(Material for this exercise)
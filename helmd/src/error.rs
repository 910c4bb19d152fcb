//! error.rs — domain error kinds
//!
//! The variants mirror how faults propagate: Config and State are the
//! only ones allowed to take the process down; Parse drops the offending
//! unit and carries on; Device and Sync are retried with backoff; Nav is
//! surfaced as an alarm while the boat holds her heading.

use thiserror::Error;

#[derive(Debug, Error)]
pub enum HelmError {
    /// Missing or malformed configuration. Fatal at startup.
    #[error("configuration error: {0}")]
    Config(String),

    /// Malformed location, NMEA sentence, or mission file input.
    #[error("parse error: {0}")]
    Parse(String),

    /// Serial open/read/write failure.
    #[error("device error: {0}")]
    Device(String),

    /// Could not synchronize with the low-level controller.
    #[error("controller sync error: {0}")]
    Sync(String),

    /// Shared-state backend unreachable.
    #[error("state store error: {0}")]
    State(String),

    /// Planner found no sailable candidate.
    #[error("navigation error: {0}")]
    Nav(String),
}

impl From<std::io::Error> for HelmError {
    fn from(e: std::io::Error) -> Self {
        HelmError::Device(e.to_string())
    }
}

impl From<nav_types::ParseError> for HelmError {
    fn from(e: nav_types::ParseError) -> Self {
        HelmError::Parse(e.to_string())
    }
}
(End Material for this exercise)
Directions for this task: The entries above are to be copied word for word.

Exercise response:
filename helmd/src/error.rs
repository 910c4bb19d152fcb
//! error.rs — domain error kinds
//!
//! The variants mirror how faults propagate: Config and State are the
//! only ones allowed to take the process down; Parse drops the offending
//! unit and carries on; Device and Sync are retried with backoff; Nav is
//! surfaced as an alarm while the boat holds her heading.

use thiserror::Error;

#[derive(Debug, Error)]
pub enum HelmError {
    /// Missing or malformed configuration. Fatal at startup.
    #[error("configuration error: {0}")]
    Config(String),

    /// Malformed location, NMEA sentence, or mission file input.
    #[error("parse error: {0}")]
    Parse(String),

    /// Serial open/read/write failure.
    #[error("device error: {0}")]
    Device(String),

    /// Could not synchronize with the low-level controller.
    #[error("controller sync error: {0}")]
    Sync(String),

    /// Shared-state backend unreachable.
    #[error("state store error: {0}")]
    State(String),

    /// Planner found no sailable candidate.
    #[error("navigation error: {0}")]
    Nav(String),
}

impl From<std::io::Error> for HelmError {
    fn from(e: std::io::Error) -> Self {
        HelmError::Device(e.to_string())
    }
}

impl From<nav_types::ParseError> for HelmError {
    fn from(e: nav_types::ParseError) -> Self {
        HelmError::Parse(e.to_string())
    }
}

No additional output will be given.